Проповедь идеи о богоустановленности власти на земле началась на Руси до Андрея. При этом церковь, естественно, развивала ее по отношению именно к тем князьям, которые обладали наибольшим авторитетом. Еще о Владимире киевском епископы говорили, что он «поставлен от бога на казнь злым, а добрым на помилование». Митрополит Иларион называл Ярослава «сотворенным Богом наместником» Владимира. Митрополит Никифор в своем послании Мономаху писал, что его «бог издалека проразумел и предповелел… из утробы освятил и помазал». Но это все — намеки; в отношении же власти Андрея проводится полностью византийская концепция о ее «божественности», то есть теория, уравнивающая его с византийскими кесарями{194}. Это, по сути, та же мысль, которая лежит в основе «одиннадцатого чуда» Владимирской иконы.
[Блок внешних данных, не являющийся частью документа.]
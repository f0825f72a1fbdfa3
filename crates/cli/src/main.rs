use std::path::PathBuf;

use anyhow::Result;
use clap::{Parser, Subcommand};
use symcat::commands::{
    add_artifact_command, artifact_info_command, delete_artifact_command, ingest_macho_command,
    ingest_symbols_command, init_command, list_artifacts_command, prune_symbols_command,
    resolve_command, stats_command, symbols_command, CatalogArgs,
};
use tracing_subscriber::{fmt, prelude::*, EnvFilter};

/// Firmware symbol catalog CLI.
///
/// A thin wrapper around `symcat-core`: every command opens the catalog,
/// performs one operation and exits.
#[derive(Parser, Debug)]
#[command(name = "symcat", version, about = "Firmware symbol catalog", long_about = None)]
struct Cli {
    /// Catalog database file.
    #[arg(long, global = true, default_value = "symcat.db")]
    db: PathBuf,

    /// Rows per write transaction during bulk ingest.
    #[arg(long, global = true)]
    batch_size: Option<usize>,

    /// JSON catalog config (`{"path": ..., "batch_size": ...}`). Overrides --db and --batch-size.
    #[arg(long, global = true)]
    config: Option<PathBuf>,

    /// Enable debug logging (RUST_LOG takes precedence).
    #[arg(short, long, global = true, default_value_t = false)]
    verbose: bool,

    #[command(subcommand)]
    command: Command,
}

#[derive(Subcommand, Debug)]
enum Command {
    /// Create the catalog (or migrate an existing one) and report its schema version.
    Init,

    /// Register a firmware artifact and the devices it targets.
    AddArtifact {
        /// Unique artifact name (e.g. the IPSW file name).
        #[arg(long)]
        name: String,

        #[arg(long)]
        version: Option<String>,

        #[arg(long)]
        build_id: Option<String>,

        /// Device identifier; repeat for several devices.
        #[arg(long = "device")]
        devices: Vec<String>,

        /// Archive on disk to hash with SHA-256.
        #[arg(long)]
        file: Option<PathBuf>,
    },

    /// Extract a Mach-O's image record and symbols and add them to the catalog.
    IngestMacho {
        #[arg(long)]
        path: PathBuf,

        /// Image UUID to use instead of (or in the absence of) LC_UUID.
        #[arg(long)]
        uuid: Option<String>,

        /// Name of an already-registered artifact to attach the image to.
        #[arg(long)]
        artifact: Option<String>,

        #[arg(long, default_value_t = false)]
        json: bool,
    },

    /// Add symbols for an image from a JSON array of {name, start, end}.
    IngestSymbols {
        #[arg(long)]
        uuid: String,

        /// Image name (install name or file name).
        #[arg(long)]
        name: String,

        #[arg(long)]
        file: PathBuf,

        #[arg(long)]
        artifact: Option<String>,

        #[arg(long, default_value_t = false)]
        json: bool,
    },

    /// Resolve an address inside an image to its enclosing symbol.
    Resolve {
        #[arg(long)]
        uuid: String,

        /// Address as hex (0x...) or decimal.
        #[arg(long)]
        address: String,

        #[arg(long, default_value_t = false)]
        json: bool,
    },

    /// List the symbols of an image, ordered by address.
    Symbols {
        #[arg(long)]
        uuid: String,

        #[arg(long, default_value_t = false)]
        json: bool,
    },

    /// List registered artifacts.
    ListArtifacts {
        #[arg(long, default_value_t = false)]
        json: bool,
    },

    /// Show an artifact with its devices, caches and images.
    ArtifactInfo {
        #[arg(long)]
        name: String,

        #[arg(long, default_value_t = false)]
        json: bool,
    },

    /// Delete an artifact. Its devices, caches and images are kept, detached.
    DeleteArtifact {
        #[arg(long)]
        name: String,
    },

    /// Delete symbols no image links to.
    PruneSymbols,

    /// Show row counts per table.
    Stats {
        #[arg(long, default_value_t = false)]
        json: bool,
    },
}

fn main() -> Result<()> {
    let cli = Cli::parse();

    let filter = EnvFilter::try_from_default_env().unwrap_or_else(|_| {
        if cli.verbose {
            EnvFilter::new("debug")
        } else {
            EnvFilter::new("warn")
        }
    });
    tracing_subscriber::registry().with(fmt::layer().with_writer(std::io::stderr)).with(filter).init();

    let args = CatalogArgs { db: cli.db, batch_size: cli.batch_size, config: cli.config };

    match cli.command {
        Command::Init => init_command(&args)?,
        Command::AddArtifact { name, version, build_id, devices, file } => {
            add_artifact_command(&args, &name, version, build_id, &devices, file.as_deref())?
        }
        Command::IngestMacho { path, uuid, artifact, json } => {
            ingest_macho_command(&args, &path, uuid, artifact.as_deref(), json)?
        }
        Command::IngestSymbols { uuid, name, file, artifact, json } => {
            ingest_symbols_command(&args, &uuid, &name, &file, artifact.as_deref(), json)?
        }
        Command::Resolve { uuid, address, json } => resolve_command(&args, &uuid, &address, json)?,
        Command::Symbols { uuid, json } => symbols_command(&args, &uuid, json)?,
        Command::ListArtifacts { json } => list_artifacts_command(&args, json)?,
        Command::ArtifactInfo { name, json } => artifact_info_command(&args, &name, json)?,
        Command::DeleteArtifact { name } => delete_artifact_command(&args, &name)?,
        Command::PruneSymbols => prune_symbols_command(&args)?,
        Command::Stats { json } => stats_command(&args, json)?,
    }

    Ok(())
}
Этим «одиннадцатым чудом», вынесенным в «Сказание о чудесах Владимирской иконы» на первое место как особо важное, была победа Андрея над волжскими болгарами. Рассказывалось, что она якобы совпала с победой императора Мануила над «срачинами», в связи с чем оба властителя решили установить праздник Спаса и Богородицы 1 августа. Андрей, «благоверный царь наш и князь», выступает в «Сказании» как лицо, почти равноправное ромейскому владыке «отцу Маноилу», с которым Андрей живет «мирно и в братолюбивии». Все это имело под собой столь же мало исторической почвы, как и позднейшее московское «Сказание о князьях Владимирских»; мысль автора понятна: если приравненный начальнику городского округа русский князь не имел никаких прав на участие в делах церкви, то некоторое, пусть вымышленное, приближение к императору создавало прецедент прав на самостоятельное учреждение митрополии. Позже, в ХIII веке, во введении к повести об Александре Невском («Слово о погибели русской земли»), возникшей в той же Владимирской земле, «кюр Мануил цесарегородский» будет превращен в современника Владимира Мономаха, которому он «великыя дары посылаша», «опас имея… абы под ним великый князь Володимер Царя-города не взял…». Так развивалось на владимирском северо-востоке представление о русско-византийских отношениях, создавая основание для позднейших генеалогических легенд «царственной Москвы»{195}.
Само идеологическое оформление похода 1164 года как похода на неверных, напоминает о крестовых походах Запада, которые наполняли своим шумом Европу и которым, может быть, сознательно подражал Андрей. Даже византийская культура этого времени была сильно проникнута романским влиянием, а император Мануил, «этот западник и рыцарь на троне Константина», был любителем рыцарских турниров{196}. Участие Владимирской иконы в походе Андрея было в то же время и явным подражанием обычаю византийских императоров: там была специальная икона, которую возили в походы. Мануил после победы 1167 года над паннонцами торжественно ввез эту икону в Константинополь. Таким образом, совершенно ясно демонстративное усвоение Андреем императорского византийского военного обычая.